With the other UK FAs resolutely opposed, this will have to be an entirely English selection. However the creation of a “Team GB” football squad may still threaten the individual FAs’ status within FIFA, several of whose members regularly protest about the continued existence of the four separate national sides. So far Sepp Blatter hasn’t provided much reassurance on this point, saying simply: “It is a unique problem. But for us it’s not important if all the players are from England.”
Harry Redknapp, always happy to help his many chums in the press, declared an interest in managing Team GB on the day of that dismal jamboree outside Buckingham Palace. Part of the enticement for Harry, according to the Sunday Mirror, was that the games will be held in his “old stamping ground in East London”. West Ham are still being widely tipped to become tenants at the stadium once the Games are over, so Harry may yet find himself working in Stratford even if he doesn’t ever get to wear an Olympic tracksuit – although the rumours that he will soon succeed Alan Curbishley are apparently “a load of old rubbish”.

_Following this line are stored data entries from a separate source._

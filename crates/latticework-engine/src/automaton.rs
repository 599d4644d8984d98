//! The two-phase automaton.
//!
//! [`Automaton`] owns a lattice and steps a managed subset of its cells
//! through calculate-then-apply ticks:
//!
//! ```text
//!            calculate_step()              apply_step()
//!   ReadyForCalculation ──────▶ ReadyForApplying ──────▶ ReadyForCalculation
//!                              ◀──────┘
//!                        calculate_step() again
//!                        (overwrites pending)
//! ```
//!
//! Calculation only reads committed state and writes only pending slots;
//! application only reads each cell's own pending slot. Cells within a
//! phase are therefore independent, and a tick's result does not depend
//! on the order the managed set is visited in.

use std::time::Instant;

use indexmap::IndexSet;
use latticework_core::{CellError, CellId, ConfigError};
use latticework_space::{Lattice, LatticeError};
use tracing::{debug, debug_span};

use crate::config::AutomatonConfig;
use crate::error::StepError;
use crate::hooks::{DispatchReport, Hook, HookId, HookRegistry, HookStage};
use crate::metrics::StepMetrics;
use crate::phase::Phase;

/// Drives a lattice through two-phase simulation ticks.
///
/// # Examples
///
/// ```
/// use std::sync::Arc;
/// use latticework_engine::{Automaton, Phase};
/// use latticework_space::{Boundary, CellRef, LatticeBuilder, Rule};
///
/// // Every cell becomes the sum of its two ring neighbours.
/// let rule: Arc<dyn Rule<u32>> = Arc::new(|c: CellRef<'_, u32>| {
///     Some(*c.previous(0)?.current() + *c.next(0)?.current())
/// });
/// let mut b = LatticeBuilder::new(1u32, 1).unwrap().with_rule(rule);
/// b.add_dimension(5, Boundary::Cyclic).unwrap();
///
/// let mut automaton = Automaton::new(b.into_lattice());
/// automaton.do_step().unwrap();
/// assert_eq!(automaton.phase(), Phase::ReadyForCalculation);
/// assert_eq!(automaton.tick(), 1);
/// let lattice = automaton.lattice();
/// assert!(lattice.iter().all(|id| *lattice.cell(id).unwrap().current() == 2));
/// ```
pub struct Automaton<S> {
    lattice: Lattice<S>,
    managed: Vec<CellId>,
    phase: Phase,
    hooks: HookRegistry<S>,
    tick: u64,
    config: AutomatonConfig,
    last_metrics: StepMetrics,
    calculate_hooks: DispatchReport,
}

impl<S> Automaton<S> {
    /// An automaton managing every cell reachable from the lattice's
    /// origin, with the default configuration.
    pub fn new(lattice: Lattice<S>) -> Self {
        let managed = lattice.all_cells();
        Self {
            lattice,
            managed,
            phase: Phase::ReadyForCalculation,
            hooks: HookRegistry::new(),
            tick: 0,
            config: AutomatonConfig::default(),
            last_metrics: StepMetrics::default(),
            calculate_hooks: DispatchReport::default(),
        }
    }

    /// Like [`new`](Self::new), with an explicit configuration.
    pub fn with_config(lattice: Lattice<S>, config: AutomatonConfig) -> Result<Self, ConfigError> {
        config.validate()?;
        let mut automaton = Self::new(lattice);
        automaton.config = config;
        Ok(automaton)
    }

    /// The phase the automaton expects next.
    pub fn phase(&self) -> Phase {
        self.phase
    }

    /// Completed ticks (successful apply phases).
    pub fn tick(&self) -> u64 {
        self.tick
    }

    /// The active configuration.
    pub fn config(&self) -> &AutomatonConfig {
        &self.config
    }

    /// The lattice being simulated.
    pub fn lattice(&self) -> &Lattice<S> {
        &self.lattice
    }

    /// Mutable access to the lattice, e.g. to force states between
    /// ticks. Topology edits are the caller's responsibility; call
    /// [`reset_managed_cells`](Self::reset_managed_cells) afterwards.
    pub fn lattice_mut(&mut self) -> &mut Lattice<S> {
        &mut self.lattice
    }

    /// Give the lattice back.
    pub fn into_lattice(self) -> Lattice<S> {
        self.lattice
    }

    /// The cells stepped each tick.
    pub fn managed_cells(&self) -> &[CellId] {
        &self.managed
    }

    /// Replace the managed set. Duplicates are dropped.
    pub fn set_managed_cells(&mut self, cells: impl IntoIterator<Item = CellId>) {
        self.managed = dedup(cells);
    }

    /// Manage every cell currently reachable from the origin.
    pub fn reset_managed_cells(&mut self) {
        self.managed = self.lattice.all_cells();
    }

    /// Metrics from the most recent phases.
    pub fn last_metrics(&self) -> &StepMetrics {
        &self.last_metrics
    }

    /// Register an optimization hook.
    pub fn add_hook(&mut self, hook: Hook<S>) -> HookId {
        self.hooks.insert(hook)
    }

    /// Unregister a hook. Returns `false` if it was not registered (or
    /// has already retired).
    pub fn remove_hook(&mut self, id: HookId) -> bool {
        self.hooks.remove(id)
    }

    /// Number of hooks registered at `stage`.
    pub fn hook_count(&self, stage: HookStage) -> usize {
        self.hooks.count(stage)
    }

    /// Commit every managed cell's pending state.
    ///
    /// Pre-apply hooks run first and may rewrite or consume pending
    /// states. After they return, every managed cell is checked for a
    /// pending state before any is committed; if one is missing the step
    /// fails with `NotCalculated` and no current state changes. On
    /// success the phase returns to [`Phase::ReadyForCalculation`] and
    /// the tick counter advances.
    pub fn apply_step(&mut self) -> Result<(), StepError> {
        let _span = debug_span!("apply_step", tick = self.tick).entered();
        let start = Instant::now();

        let pre = self
            .hooks
            .run_phase(HookStage::PreApply, &mut self.lattice, &self.managed, self.tick);

        for &id in &self.managed {
            let cell = self
                .lattice
                .try_cell(id)
                .map_err(StepError::Application)?;
            if !cell.has_pending() {
                return Err(StepError::Application(LatticeError::Cell(
                    CellError::NotCalculated { cell: id },
                )));
            }
        }
        for &id in &self.managed {
            self.lattice
                .apply_next(id)
                .map_err(StepError::Application)?;
        }
        self.phase = Phase::ReadyForCalculation;
        self.tick += 1;

        let post = self
            .hooks
            .run_phase(HookStage::PostApply, &mut self.lattice, &self.managed, self.tick);

        let calc = self.calculate_hooks;
        let m = &mut self.last_metrics;
        m.apply_us = start.elapsed().as_micros() as u64;
        m.cells_applied = self.managed.len();
        m.hooks_run = calc.ran + pre.ran + post.ran;
        m.hooks_retired = calc.retired + pre.retired + post.retired;
        debug!(cells = self.managed.len(), tick = self.tick, "applied step");
        Ok(())
    }
}

impl<S: Clone> Automaton<S> {
    /// Calculate every managed cell's next state.
    ///
    /// Selection hooks run first and may replace the managed set, then
    /// pre-calculate hooks. Every managed cell's rule is evaluated
    /// against committed state before any pending slot is written, so a
    /// failing cell leaves all pending slots and the phase untouched.
    /// A failed calculation also restores the managed set and
    /// [`last_metrics`](Self::last_metrics); hooks that already ran
    /// (and any that retired) stay run.
    ///
    /// Valid from either phase: calling it again before
    /// [`apply_step`](Self::apply_step) recalculates and overwrites the
    /// pending states.
    pub fn calculate_step(&mut self) -> Result<(), StepError> {
        let _span = debug_span!("calculate_step", tick = self.tick).entered();
        let start = Instant::now();

        let (selected, selection) = self.hooks.run_selection(&self.lattice, self.tick);
        let previous = selected.map(|cells| std::mem::replace(&mut self.managed, dedup(cells)));
        let pre = self.hooks.run_phase(
            HookStage::PreCalculate,
            &mut self.lattice,
            &self.managed,
            self.tick,
        );

        let next = match self.compute_managed() {
            Ok(next) => next,
            Err(e) => {
                if let Some(managed) = previous {
                    self.managed = managed;
                }
                return Err(e);
            }
        };
        for (id, state) in next {
            self.lattice
                .try_cell_mut(id)
                .map_err(StepError::Calculation)?
                .set_pending(state);
        }
        self.phase = Phase::ReadyForApplying;

        let post = self.hooks.run_phase(
            HookStage::PostCalculate,
            &mut self.lattice,
            &self.managed,
            self.tick,
        );

        self.calculate_hooks = DispatchReport {
            ran: selection.ran + pre.ran + post.ran,
            retired: selection.retired + pre.retired + post.retired,
        };
        self.last_metrics = StepMetrics {
            calculate_us: start.elapsed().as_micros() as u64,
            cells_calculated: self.managed.len(),
            hooks_run: self.calculate_hooks.ran,
            hooks_retired: self.calculate_hooks.retired,
            ..StepMetrics::default()
        };
        debug!(cells = self.managed.len(), "calculated step");
        Ok(())
    }

    /// Evaluate every managed cell against committed state.
    fn compute_managed(&self) -> Result<Vec<(CellId, S)>, StepError> {
        self.managed
            .iter()
            .map(|&id| {
                self.lattice
                    .compute_next(id)
                    .map(|state| (id, state))
                    .map_err(StepError::Calculation)
            })
            .collect()
    }

    /// One simulation tick: [`calculate_step`](Self::calculate_step)
    /// then [`apply_step`](Self::apply_step).
    pub fn do_step(&mut self) -> Result<(), StepError> {
        if let Some(limit) = self.config.step_limit {
            if self.tick >= limit {
                return Err(StepError::StepLimitReached { limit });
            }
        }
        self.calculate_step()?;
        self.apply_step()
    }

    /// Run `ticks` ticks, stopping at the first error.
    pub fn run(&mut self, ticks: u64) -> Result<(), StepError> {
        for _ in 0..ticks {
            self.do_step()?;
        }
        Ok(())
    }
}

fn dedup(cells: impl IntoIterator<Item = CellId>) -> Vec<CellId> {
    cells
        .into_iter()
        .collect::<IndexSet<CellId>>()
        .into_iter()
        .collect()
}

Lord Coe and Gordon Brown have both stated a preference for Sir Alex Ferguson to run the team, with the prime minister allegedly having even broached the subject in conversation. Sir Alex is expected to step down as Manchester United manager at least a couple of years before the Games but he has made no declaration of interest in the Olympic job. Indeed, he appeared to write off the whole idea earlier in the summer. “Scotland, Northern Ireland, Wales, even England, all have their own identities, so I don’t think it is a starter,” he told the Times in July. He wafted away the latest entreaties with a joke before the European Super Cup: “I won’t involve myself in that, crikey – it’s four years away and I may not be alive then.”
It seemed inevitable that comparisons would be drawn in the press between the successful British Olympians and the pampered millionaires of the Premier League. Jeff Powell duly obliged in the Daily Mail after England’s friendly draw with the Czech Republic – “a couple of Wednesday night’s twerps own more luxury cars between them than the tally of gold medals GB are bringing home from Beijing” – but there was much less carping than might have been expected. The headline on Andy Dunn’s News of the World column on this subject referred to “footballers’ obscene salaries”, but the accompanying article pointed out that player are “soft targets” in this context and “key components of a sport that captivates a global audience not just once every four years”. Dunn was one of several commentators to suggest that one area in which footballers could learn from the Olympians is in how to present themselves to the media, a theme also addressed by the Daily Telegraph’s Jim White when discussing the medallists in the velodrome: “There is no excuse for the rider, no blame to hide behind. Compare that to the mentality of the English professional footballer, for whom an excuse is never more than a whinge away. Watch Match of the Day tonight and you will learn that failure was the fault of the ref, the manager, the pitch. Never the player.”
Then again, Olympic competitors are better able to come across as likeable ordinary people because access to them is not as rigidly controlled as it is for footballers, whose every public utterance is monitored by various vested interests including their clubs and their agents. Premier League players can seem like a protected species who are distanced from reality, but that would be the case for other sports people too if their lives were put under the microscope in a comparable way. As we may find out over the next four years.